▶ **TASK DESCRIPTION**
Repeat each record word for word.

Recorded data
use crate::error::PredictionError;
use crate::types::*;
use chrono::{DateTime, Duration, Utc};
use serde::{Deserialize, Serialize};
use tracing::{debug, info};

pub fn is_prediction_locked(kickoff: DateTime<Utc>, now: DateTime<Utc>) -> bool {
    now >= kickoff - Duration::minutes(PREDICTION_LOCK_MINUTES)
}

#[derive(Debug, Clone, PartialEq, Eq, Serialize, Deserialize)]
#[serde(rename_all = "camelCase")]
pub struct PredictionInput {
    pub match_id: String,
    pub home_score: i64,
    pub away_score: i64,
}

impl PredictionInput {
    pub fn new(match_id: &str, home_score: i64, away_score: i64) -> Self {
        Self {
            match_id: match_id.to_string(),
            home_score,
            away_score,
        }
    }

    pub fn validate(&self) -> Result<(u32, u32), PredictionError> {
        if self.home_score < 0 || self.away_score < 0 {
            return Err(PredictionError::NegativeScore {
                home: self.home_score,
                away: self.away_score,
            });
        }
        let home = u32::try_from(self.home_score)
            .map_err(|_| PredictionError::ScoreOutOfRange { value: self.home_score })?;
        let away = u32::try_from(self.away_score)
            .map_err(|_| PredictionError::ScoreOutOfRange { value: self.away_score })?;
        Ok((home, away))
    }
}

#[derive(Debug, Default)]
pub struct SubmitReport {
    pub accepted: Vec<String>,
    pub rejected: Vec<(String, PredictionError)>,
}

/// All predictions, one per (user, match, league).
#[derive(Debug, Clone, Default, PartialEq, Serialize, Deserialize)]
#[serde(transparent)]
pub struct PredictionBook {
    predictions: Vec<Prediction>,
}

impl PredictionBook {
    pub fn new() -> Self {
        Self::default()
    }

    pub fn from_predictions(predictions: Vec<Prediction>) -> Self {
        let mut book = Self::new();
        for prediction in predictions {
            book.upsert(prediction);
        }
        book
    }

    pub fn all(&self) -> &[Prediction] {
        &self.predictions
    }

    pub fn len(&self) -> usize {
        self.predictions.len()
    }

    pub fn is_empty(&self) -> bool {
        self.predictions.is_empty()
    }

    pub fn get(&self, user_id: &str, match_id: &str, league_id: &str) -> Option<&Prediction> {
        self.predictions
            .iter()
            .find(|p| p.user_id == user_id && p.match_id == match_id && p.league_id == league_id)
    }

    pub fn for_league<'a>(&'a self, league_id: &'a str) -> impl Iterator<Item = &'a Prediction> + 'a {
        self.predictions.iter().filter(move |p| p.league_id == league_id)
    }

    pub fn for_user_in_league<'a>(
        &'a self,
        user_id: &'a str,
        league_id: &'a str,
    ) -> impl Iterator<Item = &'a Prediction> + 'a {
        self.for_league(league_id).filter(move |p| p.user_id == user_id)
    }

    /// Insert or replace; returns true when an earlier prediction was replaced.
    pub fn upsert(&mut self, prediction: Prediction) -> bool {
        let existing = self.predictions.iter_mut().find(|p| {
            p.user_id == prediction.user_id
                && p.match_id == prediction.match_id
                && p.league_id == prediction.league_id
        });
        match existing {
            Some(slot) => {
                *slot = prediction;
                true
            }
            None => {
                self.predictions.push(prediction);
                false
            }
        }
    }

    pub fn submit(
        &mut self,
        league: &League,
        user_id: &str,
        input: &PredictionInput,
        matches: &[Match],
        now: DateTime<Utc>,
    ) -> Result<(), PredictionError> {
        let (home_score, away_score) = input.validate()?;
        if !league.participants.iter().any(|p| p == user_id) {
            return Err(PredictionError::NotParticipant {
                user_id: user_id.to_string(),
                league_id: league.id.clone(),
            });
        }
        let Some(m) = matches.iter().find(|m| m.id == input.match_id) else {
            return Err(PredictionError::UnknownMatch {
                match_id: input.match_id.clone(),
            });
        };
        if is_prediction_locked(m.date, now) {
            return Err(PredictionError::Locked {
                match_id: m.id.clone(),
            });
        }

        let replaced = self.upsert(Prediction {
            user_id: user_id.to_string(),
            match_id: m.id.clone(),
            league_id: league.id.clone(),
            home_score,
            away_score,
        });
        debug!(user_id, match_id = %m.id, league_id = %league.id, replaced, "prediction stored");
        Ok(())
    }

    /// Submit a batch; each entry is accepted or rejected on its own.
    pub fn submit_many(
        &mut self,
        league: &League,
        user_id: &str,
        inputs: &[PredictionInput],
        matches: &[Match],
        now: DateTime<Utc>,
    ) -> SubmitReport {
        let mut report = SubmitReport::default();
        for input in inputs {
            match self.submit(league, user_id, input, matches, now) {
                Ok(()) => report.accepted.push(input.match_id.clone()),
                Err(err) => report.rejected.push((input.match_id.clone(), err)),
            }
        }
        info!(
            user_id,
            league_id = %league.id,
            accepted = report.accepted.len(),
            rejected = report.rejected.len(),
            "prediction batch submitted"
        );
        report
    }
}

▶ **ANSWER**
use crate::error::PredictionError;
use crate::types::*;
use chrono::{DateTime, Duration, Utc};
use serde::{Deserialize, Serialize};
use tracing::{debug, info};

pub fn is_prediction_locked(kickoff: DateTime<Utc>, now: DateTime<Utc>) -> bool {
    now >= kickoff - Duration::minutes(PREDICTION_LOCK_MINUTES)
}

#[derive(Debug, Clone, PartialEq, Eq, Serialize, Deserialize)]
#[serde(rename_all = "camelCase")]
pub struct PredictionInput {
    pub match_id: String,
    pub home_score: i64,
    pub away_score: i64,
}

impl PredictionInput {
    pub fn new(match_id: &str, home_score: i64, away_score: i64) -> Self {
        Self {
            match_id: match_id.to_string(),
            home_score,
            away_score,
        }
    }

    pub fn validate(&self) -> Result<(u32, u32), PredictionError> {
        if self.home_score < 0 || self.away_score < 0 {
            return Err(PredictionError::NegativeScore {
                home: self.home_score,
                away: self.away_score,
            });
        }
        let home = u32::try_from(self.home_score)
            .map_err(|_| PredictionError::ScoreOutOfRange { value: self.home_score })?;
        let away = u32::try_from(self.away_score)
            .map_err(|_| PredictionError::ScoreOutOfRange { value: self.away_score })?;
        Ok((home, away))
    }
}

#[derive(Debug, Default)]
pub struct SubmitReport {
    pub accepted: Vec<String>,
    pub rejected: Vec<(String, PredictionError)>,
}

/// All predictions, one per (user, match, league).
#[derive(Debug, Clone, Default, PartialEq, Serialize, Deserialize)]
#[serde(transparent)]
pub struct PredictionBook {
    predictions: Vec<Prediction>,
}

impl PredictionBook {
    pub fn new() -> Self {
        Self::default()
    }

    pub fn from_predictions(predictions: Vec<Prediction>) -> Self {
        let mut book = Self::new();
        for prediction in predictions {
            book.upsert(prediction);
        }
        book
    }

    pub fn all(&self) -> &[Prediction] {
        &self.predictions
    }

    pub fn len(&self) -> usize {
        self.predictions.len()
    }

    pub fn is_empty(&self) -> bool {
        self.predictions.is_empty()
    }

    pub fn get(&self, user_id: &str, match_id: &str, league_id: &str) -> Option<&Prediction> {
        self.predictions
            .iter()
            .find(|p| p.user_id == user_id && p.match_id == match_id && p.league_id == league_id)
    }

    pub fn for_league<'a>(&'a self, league_id: &'a str) -> impl Iterator<Item = &'a Prediction> + 'a {
        self.predictions.iter().filter(move |p| p.league_id == league_id)
    }

    pub fn for_user_in_league<'a>(
        &'a self,
        user_id: &'a str,
        league_id: &'a str,
    ) -> impl Iterator<Item = &'a Prediction> + 'a {
        self.for_league(league_id).filter(move |p| p.user_id == user_id)
    }

    /// Insert or replace; returns true when an earlier prediction was replaced.
    pub fn upsert(&mut self, prediction: Prediction) -> bool {
        let existing = self.predictions.iter_mut().find(|p| {
            p.user_id == prediction.user_id
                && p.match_id == prediction.match_id
                && p.league_id == prediction.league_id
        });
        match existing {
            Some(slot) => {
                *slot = prediction;
                true
            }
            None => {
                self.predictions.push(prediction);
                false
            }
        }
    }

    pub fn submit(
        &mut self,
        league: &League,
        user_id: &str,
        input: &PredictionInput,
        matches: &[Match],
        now: DateTime<Utc>,
    ) -> Result<(), PredictionError> {
        let (home_score, away_score) = input.validate()?;
        if !league.participants.iter().any(|p| p == user_id) {
            return Err(PredictionError::NotParticipant {
                user_id: user_id.to_string(),
                league_id: league.id.clone(),
            });
        }
        let Some(m) = matches.iter().find(|m| m.id == input.match_id) else {
            return Err(PredictionError::UnknownMatch {
                match_id: input.match_id.clone(),
            });
        };
        if is_prediction_locked(m.date, now) {
            return Err(PredictionError::Locked {
                match_id: m.id.clone(),
            });
        }

        let replaced = self.upsert(Prediction {
            user_id: user_id.to_string(),
            match_id: m.id.clone(),
            league_id: league.id.clone(),
            home_score,
            away_score,
        });
        debug!(user_id, match_id = %m.id, league_id = %league.id, replaced, "prediction stored");
        Ok(())
    }

    /// Submit a batch; each entry is accepted or rejected on its own.
    pub fn submit_many(
        &mut self,
        league: &League,
        user_id: &str,
        inputs: &[PredictionInput],
        matches: &[Match],
        now: DateTime<Utc>,
    ) -> SubmitReport {
        let mut report = SubmitReport::default();
        for input in inputs {
            match self.submit(league, user_id, input, matches, now) {
                Ok(()) => report.accepted.push(input.match_id.clone()),
                Err(err) => report.rejected.push((input.match_id.clone(), err)),
            }
        }
        info!(
            user_id,
            league_id = %league.id,
            accepted = report.accepted.len(),
            rejected = report.rejected.len(),
            "prediction batch submitted"
        );
        report
    }
}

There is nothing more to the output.